Dana Moneter Internasional (IMF) memberikan peringatan pada ekonomi Asia. Risiko meningkat akibat ketegangan perdagangan, kesengsaraan sektor properti China, dan potensi gejolak pasar lebih lanjut.
Dalam laporan Jumat (1/11/2024), IMF menyebut tekanan harga yang terus-menerus dari China dapat “memicu ketegangan perdagangan” dengan merugikan sektor-sektor di negara-negara tetangga dengan struktur ekspor yang sama. Badan ini pun mendesak Beijing untuk mengambil langkah-langkah guna mencapai pemulihan yang lebih didorong oleh permintaan bagi ekonominya.
“Perlambatan yang lebih lama dan lebih besar dari yang diperkirakan di China akan merugikan kawasan dan ekonomi global,” kata IMF dalam laporan prospek ekonomi regionalnya untuk Asia, seperti dikutip Reuters.
“Respons kebijakan China sangat penting dalam konteks ini,” tambahnya menyerukan perlunya langkah-langkah untuk memfasilitasi penyesuaian sektor properti dan memperkuat konsumsi swasta.
Dalam perkiraan terbarunya, IMF pun memperkirakan ekonomi Asia akan tumbuh 4,6% pada tahun 2024 dan 4,4% pada tahun 2025, dengan kebijakan moneter yang lebih longgar di seluruh dunia, yang diperkirakan akan meningkatkan permintaan swasta tahun depan. Proyeksi untuk tahun 2024 dan 2025 direvisi naik sebesar 0,1 poin persentase dari perkiraan IMF yang dibuat pada April, tetapi lebih rendah dari ekspansi 5,0% pada tahun 2023.
Risiko, ujar lembaga itu, condong ke sisi negatif. Ini karena langkah-langkah pengetatan moneter sebelumnya dan ketegangan geopolitik dapat merugikan permintaan global, meningkatkan biaya perdagangan, dan mengguncang pasar.
“Risiko akut adalah meningkatnya tarif pembalasan antara mitra dagang utama, yang akan memperburuk fragmentasi perdagangan dan merugikan pertumbuhan di kawasan tersebut,” tambah badan itu lagi.
Sementara pertumbuhan yang rendah, utang yang tinggi, dan perang yang meningkat menjadi agenda resmi pada pertemuan tahunan IMF dan World Bank (Bank Dunia) minggu lalu. Para pemimpin keuangan menghabiskan banyak energi mereka untuk mengkhawatirkan dampak potensial dari kembalinya Donald Trump ke tampuk kekuasaan dalam pemilihan presiden AS pada tanggal 5 November.

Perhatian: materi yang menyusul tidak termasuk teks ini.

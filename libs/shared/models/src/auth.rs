use std::fmt;

use chrono::{DateTime, Utc};
use serde::{Deserialize, Serialize};
use uuid::Uuid;

use crate::error::AppError;

/// Authenticated user as handed over by the identity provider.
#[derive(Debug, Clone, Serialize, Deserialize)]
pub struct User {
    pub id: String,
    pub email: Option<String>,
    pub role: Option<String>,
    pub metadata: Option<serde_json::Value>,
    pub created_at: Option<DateTime<Utc>>,
}

#[derive(Debug, Clone, Copy, PartialEq, Eq, Hash, Serialize, Deserialize)]
#[serde(rename_all = "snake_case")]
pub enum Role {
    Client,
    Professional,
    CompanyEmployee,
    Admin,
}

impl Role {
    /// Professionals and company employees perform the booked service.
    pub fn is_provider_side(&self) -> bool {
        matches!(self, Role::Professional | Role::CompanyEmployee)
    }

    pub fn is_admin(&self) -> bool {
        matches!(self, Role::Admin)
    }

    pub fn parse(value: &str) -> Option<Self> {
        match value.trim().to_ascii_lowercase().as_str() {
            "client" | "customer" => Some(Role::Client),
            "professional" | "provider" => Some(Role::Professional),
            "company_employee" | "employee" => Some(Role::CompanyEmployee),
            "admin" => Some(Role::Admin),
            _ => None,
        }
    }
}

impl fmt::Display for Role {
    fn fmt(&self, f: &mut fmt::Formatter<'_>) -> fmt::Result {
        match self {
            Role::Client => write!(f, "client"),
            Role::Professional => write!(f, "professional"),
            Role::CompanyEmployee => write!(f, "company_employee"),
            Role::Admin => write!(f, "admin"),
        }
    }
}

/// The acting party of a core operation.
#[derive(Debug, Clone, Copy, PartialEq, Eq, Serialize, Deserialize)]
pub struct Actor {
    pub id: Uuid,
    pub role: Role,
}

impl Actor {
    pub fn new(id: Uuid, role: Role) -> Self {
        Self { id, role }
    }

    pub fn client(id: Uuid) -> Self {
        Self::new(id, Role::Client)
    }

    pub fn professional(id: Uuid) -> Self {
        Self::new(id, Role::Professional)
    }

    pub fn company_employee(id: Uuid) -> Self {
        Self::new(id, Role::CompanyEmployee)
    }

    pub fn admin(id: Uuid) -> Self {
        Self::new(id, Role::Admin)
    }
}

impl TryFrom<&User> for Actor {
    type Error = AppError;

    fn try_from(user: &User) -> Result<Self, Self::Error> {
        let id = Uuid::parse_str(&user.id)
            .map_err(|_| AppError::BadRequest(format!("Invalid user id: {}", user.id)))?;

        let role = user.role.as_deref()
            .and_then(Role::parse)
            .ok_or_else(|| AppError::Forbidden("User has no recognised role".to_string()))?;

        Ok(Actor { id, role })
    }
}

#[cfg(test)]
mod tests {
    use super::*;
    use assert_matches::assert_matches;

    fn user_with_role(role: Option<&str>) -> User {
        User {
            id: Uuid::new_v4().to_string(),
            email: Some("someone@example.com".to_string()),
            role: role.map(str::to_string),
            metadata: None,
            created_at: None,
        }
    }

    #[test]
    fn test_actor_from_user() {
        let user = user_with_role(Some("company_employee"));
        let actor = Actor::try_from(&user).unwrap();

        assert_eq!(actor.role, Role::CompanyEmployee);
        assert!(actor.role.is_provider_side());
        assert_eq!(actor.id.to_string(), user.id);
    }

    #[test]
    fn test_actor_requires_role() {
        let user = user_with_role(None);
        assert_matches!(Actor::try_from(&user), Err(AppError::Forbidden(_)));

        let user = user_with_role(Some("superuser"));
        assert_matches!(Actor::try_from(&user), Err(AppError::Forbidden(_)));
    }

    #[test]
    fn test_actor_requires_uuid() {
        let mut user = user_with_role(Some("client"));
        user.id = "not-a-uuid".to_string();

        assert_matches!(Actor::try_from(&user), Err(AppError::BadRequest(_)));
    }
}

IMF mengatakan turbulensi pasar baru-baru ini juga dapat menjadi pertanda gelombang volatilitas di masa mendatang. Apalagi pasar memperkirakan pemotongan suku bunga besar-besaran masih akan dilakukan bank sentral AS, Federal Reserve (Fed) dan kenaikan suku bunga bertahap akan dilakukan bank sentral Jepang, Bank of Japan (BoJ).
“Perubahan mendadak dalam ekspektasi jalur kebijakan ini dapat menyebabkan nilai tukar menyesuaikan diri secara tajam, dengan dampak ke segmen pasar keuangan lainnya,” kata laporan itu.
“Meskipun volatilitas itu sendiri tidak akan selalu merugikan, hal itu dapat merusak kepercayaan konsumen dan investasi,” katanya.
IMF sendiri memperkirakan ekonomi China akan tumbuh 4,8% pada tahun 2024, naik 0,2 poin dari perkiraannya pada April. Namun angka ini lebih lambat dari kenaikan 5,2% tahun lalu.
Pertumbuhan negara itu diperkirakan akan melambat lebih lanjut menjadi 4,5% pada tahun 2025. China menargetkan pertumbuhan sekitar 5,0% untuk tahun 2024.